** The input follows **

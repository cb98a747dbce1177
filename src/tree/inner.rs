// Copyright (c) 2024-present, fjall-rs
// This source code is licensed under both the Apache 2.0 and MIT License
// (found in the LICENSE-* files in the repository)

use super::write_buffer::{Pending, WriteBuffer};
use crate::{
    coding::Encode,
    config::Config,
    key::{parse_key, HeadVal, Keyspace, ParsedKind},
    range::us_key_range,
    store::{Batch, Direction, Store},
    version::Version,
    Error, Slice,
};
use std::sync::{
    atomic::{AtomicU64, Ordering},
    Arc, Condvar, Mutex,
};

/// State guarded by the buffer lock
pub(crate) struct Shared {
    pub buffer: WriteBuffer,

    /// Next insertion counter to hand out (1-based)
    pub next_i: u64,

    /// `end` was called; no further writes are accepted
    pub closed: bool,

    /// A storage error aborted the committer
    pub poisoned: bool,
}

/// Everything the committer thread and the public handle share
pub(crate) struct Core<S: Store> {
    pub store: Arc<S>,
    pub keyspace: Keyspace,
    pub config: Config,

    pub shared: Mutex<Shared>,

    /// Signals the committer that work or shutdown is pending
    pub work: Condvar,

    /// Signals writers that a buffer slot was released
    pub drained: Condvar,

    /// Highest committed insertion counter; stream snapshots read this
    pub committed_i: AtomicU64,
}

impl<S: Store> Core<S> {
    #[expect(clippy::expect_used, reason = "lock poisoning is unrecoverable")]
    pub fn lock_shared(&self) -> std::sync::MutexGuard<'_, Shared> {
        self.shared.lock().expect("lock poisoned")
    }

    /// Committer thread body: drains the buffer in FIFO order, one atomic
    /// batch per slot, until closed or poisoned.
    pub fn run_committer(&self) {
        loop {
            let pending = {
                let mut shared = self.lock_shared();

                loop {
                    if shared.poisoned {
                        return;
                    }

                    if let Some(front) = shared.buffer.front() {
                        break front.clone();
                    }

                    if shared.closed {
                        log::debug!("committer for {:?} shutting down", self.config.name);
                        self.drained.notify_all();
                        return;
                    }

                    #[expect(clippy::expect_used, reason = "lock poisoning is unrecoverable")]
                    {
                        shared = self.work.wait(shared).expect("lock poisoned");
                    }
                }
            };

            let result = self.commit(&pending);

            let mut shared = self.lock_shared();
            match result {
                Ok(committed) => {
                    shared.buffer.release_front();

                    if let Some(i) = committed {
                        self.committed_i.store(i, Ordering::Release);
                    }
                }
                Err(e) => {
                    log::error!(
                        "committer for {:?} failed, poisoning tree: {e}",
                        self.config.name
                    );
                    shared.poisoned = true;
                    shared.buffer.clear();
                    self.drained.notify_all();
                    return;
                }
            }
            drop(shared);

            self.drained.notify_all();
        }
    }

    /// Builds and applies the atomic batch for one buffer slot.
    ///
    /// Returns the committed insertion counter when an item was persisted.
    fn commit(&self, pending: &Pending) -> crate::Result<Option<u64>> {
        let ks = &self.keyspace;

        match pending {
            Pending::Insert(item) => {
                let h = &item.header;

                // stamped when the slot was reserved
                let Some(i) = h.i else {
                    return Err(Error::Unrecoverable);
                };

                let ds_key = ks.ds_key(&h.id, i);
                let head_key = ks.head_key(&h.id, &h.version);

                let mut batch = Batch::new();
                batch.put(ds_key.clone(), item.encode_into_vec());
                batch.put(ks.i_key(i), head_key.clone());
                batch.put(ks.v_key(&h.version), ds_key);
                batch.put(
                    head_key,
                    HeadVal {
                        conflict: h.conflict,
                        deleted: h.deleted,
                        i,
                    }
                    .compose(ks.i_size()),
                );

                // a child now exists, so the parents are no longer heads
                for parent in &h.parents {
                    batch.delete(ks.head_key(&h.id, parent));
                }

                if let Some(us) = &h.perspective {
                    self.stage_marker(&mut batch, us, &h.version, i)?;
                }

                self.store.apply(batch)?;
                log::trace!("committed item {} at i={i}", h.version);

                Ok(Some(i))
            }

            Pending::Marker { us, v, i } => {
                let mut batch = Batch::new();
                self.stage_marker(&mut batch, us, v, *i)?;

                if batch.is_empty() {
                    return Ok(None);
                }

                self.store.apply(batch)?;
                log::trace!("advanced perspective marker to i={i}");

                Ok(None)
            }
        }
    }

    /// Stages the monotone perspective marker upsert: the marker only moves
    /// to a strictly higher insertion counter, and at most one entry per
    /// perspective is kept.
    fn stage_marker(
        &self,
        batch: &mut Batch,
        us: &Slice,
        v: &Version,
        i: u64,
    ) -> crate::Result<()> {
        let ks = &self.keyspace;
        let range = us_key_range(ks, Some(us.as_ref()));

        if let Some((key, _)) =
            self.store
                .first_in_range(&range.start, &range.end, Direction::Reverse)?
        {
            let ParsedKind::Perspective { i: prev_i, .. } = parse_key(&key)?.kind else {
                return Err(Error::Unrecoverable);
            };

            if prev_i >= i {
                return Ok(());
            }

            batch.delete(key);
        }

        batch.put(ks.us_key(us, i), ks.us_val(v));
        Ok(())
    }
}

** End of The input **

Activity:
Filter the entries down to the lines holding the string "that". Copy each of those lines.

Solution for this task:
    /// Signals the committer that work or shutdown is pending
    /// Signals writers that a buffer slot was released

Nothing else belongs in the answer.